Picture of Just Mayo bottlesIt has been almost a year since we first brought the plight of Just Mayo to your attention. The popular start-up company that makes egg-less food products has been entangled in multiple legal battles over the past year all because there is federal definition of mayonnaise. Yes, you read that right, there is a federal definition of mayonnaise, and it’s spurring litigation.


Last fall, Unilever, the maker of the popular mayonnaise brand Hellmann’s, filed a lawsuit in federal court in Newark against Just Mayo’s parent company, Hampton Creek. Unilever alleged that Hampton Creek was violating the federal Lanham Act and the New Jersey Consumer Fraud Act. Mayonnaise is a defined term under federal law – an emulsion of vegetable oil, an acidifying ingredient such as vinegar or lemon juice, and an ingredient containing egg yolks. One of Just Mayo’s main selling points is that it does not contain eggs, thus it is allegedly in violation of the law defining mayonnaise.


Unilever could have filed this lawsuit in virtually any federal courtroom across the country since Just Mayo is widely distributed, but they chose to file in New Jersey. Why? Perhaps because New Jersey virtually invites food-based litigation with its overly broad Consumer Fraud Act (CFA). (It is worth noting that this Consumer Fraud Act litigation was business vs. business, no actual consumers were involved.)


That suit was dropped after Hellmann’s faced public backlash, but Just Mayo’s legal issues persist. The company is now facing an inquiry from the FDA, and another consumer-fraud based class action lawsuit very similar to the one previously filed in New Jersey, but this time filed in Florida.


It was also recently revealed that the taxpayer-funded American Egg Board has been lobbying for enforcement of the decades-odd definition of mayo as well as assisting with the previous litigation against Hampton Creek.

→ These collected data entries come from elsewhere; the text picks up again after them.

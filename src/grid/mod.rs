//! Sparse hierarchical voxel grid storage.
//!
//! Three layers stacked leaves-first, each storing cells of a value type
//! `V` whose `Default` is the "empty" marker skipped by iteration:
//!
//! - [`FlatGrid`]: dense 8x8x8 block in contiguous z-major order
//! - [`NestedGrid`]: 8x8x8 lazily allocated `FlatGrid` sub-blocks
//! - [`DynamicGrid`]: origin-centered block of `NestedGrid`s that doubles
//!   its extent when a write lands outside the current range
//!
//! [`VoxelMap`] closes the stack with metric semantics: a voxel edge length
//! and point-to-cell conversion.
//!
//! Memory stays proportional to occupancy: a sub-block is only allocated
//! once a cell inside it is written, and random access is constant-time at
//! every layer.

mod dynamic;
mod flat;
mod nested;
mod voxel_map;

pub use dynamic::DynamicGrid;
pub use flat::FlatGrid;
pub use nested::NestedGrid;
pub use voxel_map::VoxelMap;

use crate::core::VoxelCoord;

/// Converts an index with each component in `[0, 2^bits)` to a flat z-major
/// offset.
#[inline]
pub(crate) fn to_flat_index(index: VoxelCoord, bits: u32) -> usize {
    debug_assert!(
        index.x >= 0
            && index.y >= 0
            && index.z >= 0
            && index.x < (1 << bits)
            && index.y < (1 << bits)
            && index.z < (1 << bits),
        "local index {:?} out of range for {} bits",
        index,
        bits
    );
    ((((index.z as usize) << bits) + index.y as usize) << bits) + index.x as usize
}

/// Converts a flat z-major offset back to a 3D index with each component in
/// `[0, 2^bits)`.
#[inline]
pub(crate) fn from_flat_index(flat: usize, bits: u32) -> VoxelCoord {
    debug_assert!(flat < (1 << (3 * bits)));
    let mask = (1usize << bits) - 1;
    VoxelCoord::new(
        (flat & mask) as i32,
        ((flat >> bits) & mask) as i32,
        ((flat >> bits) >> bits) as i32,
    )
}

A recent article in The Hill summed up the situation perfectly:


“Ultimately the FDA is freezing mayonnaise in the 1950s, allowing a nearly half-century-old law dictate the future of food. It’s difficult to justify. It becomes even harder to do so when you realize there is no health or safety issue with a product like Just Mayo. This highlights a serious — yet frequently overlooked — point that regulations often serve to protect the narrow interests of a few at the expense of consumers, other producers and innovation itself. But what should really turn stomachs is how the American Egg Board — an entity overseen by the USDA — acted in response to new competition and sought to quash innovation.”


It is time we cut back on the number of outdated regulations that are hampering innovation and economic growth. As an added bonus, bogus “consumer” lawsuits that clog up our court system while in no way benefiting consumers will be reduced.